Segment Open

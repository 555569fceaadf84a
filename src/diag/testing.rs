//! Scripted in-memory device used by the pipeline tests

use std::collections::{HashMap, VecDeque};
use std::sync::Arc;
use std::time::Duration;

use async_trait::async_trait;
use parking_lot::Mutex;

use super::session::DeviceSession;
use super::transport::{ConnectError, Connector, RemoteShell};
use crate::ssh::{AuthMethod, SshConfig, SshError};

/// What the scripted device saw
#[derive(Debug, Default)]
pub(crate) struct DeviceLog {
    pub connects: usize,
    pub disconnects: usize,
    pub commands: Vec<String>,
}

type Reply = Result<String, String>;

#[derive(Clone)]
pub(crate) struct ScriptedConnector {
    prompt: String,
    replies: Arc<Mutex<HashMap<String, VecDeque<Reply>>>>,
    delays: Arc<Mutex<HashMap<String, Duration>>>,
    connect_error: Option<ConnectError>,
    log: Arc<Mutex<DeviceLog>>,
}

impl ScriptedConnector {
    pub fn new(prompt: &str) -> Self {
        Self {
            prompt: prompt.to_string(),
            replies: Arc::new(Mutex::new(HashMap::new())),
            delays: Arc::new(Mutex::new(HashMap::new())),
            connect_error: None,
            log: Arc::new(Mutex::new(DeviceLog::default())),
        }
    }

    /// Queue a reply; the last queued reply for a command repeats
    pub fn reply(self, command: &str, output: &str) -> Self {
        self.push(command, Ok(output.to_string()))
    }

    /// Queue a transport failure for a command
    pub fn fail(self, command: &str, message: &str) -> Self {
        self.push(command, Err(message.to_string()))
    }

    /// Hold every reply to `command` back for `delay`
    pub fn delay(self, command: &str, delay: Duration) -> Self {
        self.delays.lock().insert(command.to_string(), delay);
        self
    }

    pub fn refuse(mut self, err: ConnectError) -> Self {
        self.connect_error = Some(err);
        self
    }

    fn push(self, command: &str, reply: Reply) -> Self {
        self.replies
            .lock()
            .entry(command.to_string())
            .or_default()
            .push_back(reply);
        self
    }

    pub fn log(&self) -> Arc<Mutex<DeviceLog>> {
        self.log.clone()
    }

    pub fn session(self) -> DeviceSession<Self> {
        self.session_with_timeout(Duration::from_secs(5))
    }

    pub fn session_with_timeout(self, command_timeout: Duration) -> DeviceSession<Self> {
        DeviceSession::new(self, target("10.0.0.1"), command_timeout)
    }
}

pub(crate) fn target(host: &str) -> SshConfig {
    SshConfig {
        host: host.to_string(),
        username: "admin".to_string(),
        auth: AuthMethod::password("secret"),
        ..Default::default()
    }
}

pub(crate) struct ScriptedShell {
    prompt: String,
    replies: Arc<Mutex<HashMap<String, VecDeque<Reply>>>>,
    delays: Arc<Mutex<HashMap<String, Duration>>>,
    log: Arc<Mutex<DeviceLog>>,
}

#[async_trait]
impl RemoteShell for ScriptedShell {
    async fn find_prompt(&mut self) -> Result<String, SshError> {
        Ok(self.prompt.clone())
    }

    async fn send_command(&mut self, command: &str, _timeout: Duration) -> Result<String, SshError> {
        self.log.lock().commands.push(command.to_string());

        let delay = self.delays.lock().get(command).copied();
        if let Some(delay) = delay {
            tokio::time::sleep(delay).await;
        }

        let mut replies = self.replies.lock();
        let reply = match replies.get_mut(command) {
            Some(queue) if queue.len() > 1 => queue.pop_front(),
            Some(queue) => queue.front().cloned(),
            None => None,
        };
        match reply {
            Some(Ok(output)) => Ok(output),
            Some(Err(message)) => Err(SshError::ChannelError(message)),
            None => Ok(String::new()),
        }
    }

    async fn disconnect(&mut self) {
        self.log.lock().disconnects += 1;
    }
}

#[async_trait]
impl Connector for ScriptedConnector {
    type Shell = ScriptedShell;

    async fn connect(&self, _target: &SshConfig) -> Result<ScriptedShell, ConnectError> {
        if let Some(err) = &self.connect_error {
            return Err(err.clone());
        }
        self.log.lock().connects += 1;
        Ok(ScriptedShell {
            prompt: self.prompt.clone(),
            replies: self.replies.clone(),
            delays: self.delays.clone(),
            log: self.log.clone(),
        })
    }
}
//! Configuration types

use std::path::PathBuf;
use std::time::Duration;

use chrono::format::{Item, StrftimeItems};
use serde::{Deserialize, Serialize};

use super::storage::ConfigError;
use crate::diag::{HealthThresholds, ReportFormat};
use crate::ssh::{AuthMethod, SshConfig};

/// Tool configuration, loaded once at startup and passed by reference
#[derive(Debug, Clone, Serialize, Deserialize)]
#[serde(default)]
pub struct DiagConfig {
    /// Transport dialect tag
    pub device_type: String,

    /// Connect timeout in seconds
    pub timeout_secs: u64,

    /// SSH port
    pub port: u16,

    /// Per-command timeout in seconds
    pub command_timeout_secs: u64,

    /// Commands run when a diagnostic run names none
    pub diagnostic_commands: Vec<String>,

    pub report_format: ReportFormat,

    /// strftime pattern for bundle timestamps and report names
    pub timestamp_format: String,

    /// Directory for generated reports (current directory when unset)
    #[serde(skip_serializing_if = "Option::is_none")]
    pub output_dir: Option<PathBuf>,

    pub strict_host_key_checking: bool,

    /// Sent once after login, before any diagnostic command
    pub session_setup_commands: Vec<String>,

    pub health: HealthThresholds,

    /// Inventory for batch runs
    pub devices: Vec<DeviceEntry>,
}

/// One inventory entry
#[derive(Debug, Clone, Serialize, Deserialize)]
pub struct DeviceEntry {
    pub host: String,
    pub username: String,
    #[serde(default, skip_serializing_if = "Option::is_none")]
    pub password: Option<String>,
    #[serde(default, skip_serializing_if = "Option::is_none")]
    pub key_path: Option<String>,
    #[serde(default, skip_serializing_if = "Option::is_none")]
    pub port: Option<u16>,
    #[serde(default, skip_serializing_if = "Option::is_none")]
    pub device_type: Option<String>,
}

pub const DEFAULT_TIMESTAMP_FORMAT: &str = "%Y-%m-%d_%H-%M-%S";

pub fn default_diagnostic_commands() -> Vec<String> {
    [
        "show version",
        "show ip interface brief",
        "show interfaces status",
        "show logging | last 50",
        "show processes cpu | exclude 0.00%__0.00%__0.00%",
        "show memory statistics",
    ]
    .iter()
    .map(|c| c.to_string())
    .collect()
}

impl Default for DiagConfig {
    fn default() -> Self {
        Self {
            device_type: "cisco_ios".to_string(),
            timeout_secs: 30,
            port: 22,
            command_timeout_secs: 60,
            diagnostic_commands: default_diagnostic_commands(),
            report_format: ReportFormat::Text,
            timestamp_format: DEFAULT_TIMESTAMP_FORMAT.to_string(),
            output_dir: None,
            strict_host_key_checking: false,
            session_setup_commands: vec!["terminal length 0".to_string()],
            health: HealthThresholds::default(),
            devices: Vec::new(),
        }
    }
}

impl DiagConfig {
    /// Reject settings that would only fail later, mid-run
    pub fn validate(&self) -> Result<(), ConfigError> {
        if self.diagnostic_commands.iter().all(|c| c.trim().is_empty()) {
            return Err(ConfigError::Invalid(
                "diagnostic_commands must contain at least one command".to_string(),
            ));
        }
        if self.timeout_secs == 0 || self.command_timeout_secs == 0 {
            return Err(ConfigError::Invalid(
                "timeout_secs and command_timeout_secs must be greater than zero".to_string(),
            ));
        }
        if self.timestamp_format.is_empty()
            || StrftimeItems::new(&self.timestamp_format).any(|item| matches!(item, Item::Error))
        {
            return Err(ConfigError::Invalid(format!(
                "invalid timestamp_format '{}'",
                self.timestamp_format
            )));
        }
        if let Some(entry) = self.devices.iter().find(|d| d.host.trim().is_empty()) {
            return Err(ConfigError::Invalid(format!(
                "device entry for user '{}' has no host",
                entry.username
            )));
        }
        Ok(())
    }

    pub fn command_timeout(&self) -> Duration {
        Duration::from_secs(self.command_timeout_secs)
    }

    /// Connection parameters for `host`, with config-level defaults applied
    pub fn ssh_target(&self, host: &str, username: &str, auth: AuthMethod) -> SshConfig {
        SshConfig {
            host: host.to_string(),
            port: self.port,
            username: username.to_string(),
            auth,
            timeout_secs: self.timeout_secs,
            device_type: self.device_type.clone(),
            strict_host_key_checking: self.strict_host_key_checking,
        }
    }

    /// Connection parameters for an inventory entry; per-device port and
    /// dialect override the config-level ones
    pub fn entry_target(&self, entry: &DeviceEntry, auth: AuthMethod) -> SshConfig {
        let mut target = self.ssh_target(&entry.host, &entry.username, auth);
        if let Some(port) = entry.port {
            target.port = port;
        }
        if let Some(device_type) = &entry.device_type {
            target.device_type = device_type.clone();
        }
        target
    }
}

#[cfg(test)]
mod tests {
    use super::*;

    #[test]
    fn test_defaults() {
        let config = DiagConfig::default();
        assert_eq!(config.device_type, "cisco_ios");
        assert_eq!(config.timeout_secs, 30);
        assert_eq!(config.port, 22);
        assert_eq!(config.diagnostic_commands.len(), 6);
        assert_eq!(config.diagnostic_commands[0], "show version");
        assert_eq!(config.report_format, ReportFormat::Text);
        assert_eq!(config.timestamp_format, "%Y-%m-%d_%H-%M-%S");
        assert!(config.validate().is_ok());
    }

    #[test]
    fn test_partial_json_fills_defaults() {
        let config: DiagConfig = serde_json::from_str(
            r#"{
                "timeout_secs": 10,
                "report_format": "json",
                "diagnostic_commands": ["show version", "show inventory"],
                "health": { "max_cpu_percent": 70 },
                "devices": [{ "host": "192.168.1.1", "username": "admin", "port": 2222 }]
            }"#,
        )
        .unwrap();

        assert_eq!(config.timeout_secs, 10);
        assert_eq!(config.port, 22);
        assert_eq!(config.report_format, ReportFormat::Json);
        assert_eq!(config.diagnostic_commands, vec!["show version", "show inventory"]);
        assert_eq!(config.health.max_cpu_percent, 70);
        assert_eq!(config.health.min_free_memory_bytes, 10_000_000);
        assert_eq!(config.devices[0].port, Some(2222));
    }

    #[test]
    fn test_validate_rejects_bad_settings() {
        let empty = DiagConfig {
            diagnostic_commands: vec!["  ".to_string()],
            ..Default::default()
        };
        assert!(matches!(empty.validate(), Err(ConfigError::Invalid(_))));

        let zero = DiagConfig {
            command_timeout_secs: 0,
            ..Default::default()
        };
        assert!(zero.validate().is_err());

        let bad_format = DiagConfig {
            timestamp_format: "%Y-%Q".to_string(),
            ..Default::default()
        };
        assert!(bad_format.validate().is_err());
    }

    #[test]
    fn test_entry_target_overrides() {
        let config = DiagConfig {
            timeout_secs: 15,
            ..Default::default()
        };
        let entry = DeviceEntry {
            host: "192.168.1.2".to_string(),
            username: "admin".to_string(),
            password: None,
            key_path: None,
            port: Some(2222),
            device_type: Some("cisco_xe".to_string()),
        };

        let target = config.entry_target(&entry, AuthMethod::password("pass2"));
        assert_eq!(target.host, "192.168.1.2");
        assert_eq!(target.port, 2222);
        assert_eq!(target.device_type, "cisco_xe");
        assert_eq!(target.timeout_secs, 15);
    }
}
//! SSH Error types

use thiserror::Error;

#[derive(Error, Debug)]
pub enum SshError {
    #[error("Connection failed: {0}")]
    ConnectionFailed(String),

    #[error("Authentication failed: {0}")]
    AuthenticationFailed(String),

    #[error("Channel error: {0}")]
    ChannelError(String),

    #[error("IO error: {0}")]
    IoError(#[from] std::io::Error),

    #[error("SSH protocol error: {0}")]
    ProtocolError(String),

    #[error("Key error: {0}")]
    KeyError(String),

    #[error("Timeout: {0}")]
    Timeout(String),

    #[error("Prompt not found: {0}")]
    PromptNotFound(String),

    #[error("Disconnected")]
    Disconnected,
}

impl From<russh::Error> for SshError {
    fn from(err: russh::Error) -> Self {
        SshError::ProtocolError(err.to_string())
    }
}

impl From<russh::keys::Error> for SshError {
    fn from(err: russh::keys::Error) -> Self {
        SshError::KeyError(err.to_string())
    }
}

Segment Closed

--- PROBLEM STATEMENT ---
Within the material above, report how many lines carry the word "ChannelError", and nothing else.

--- RESULT ---
2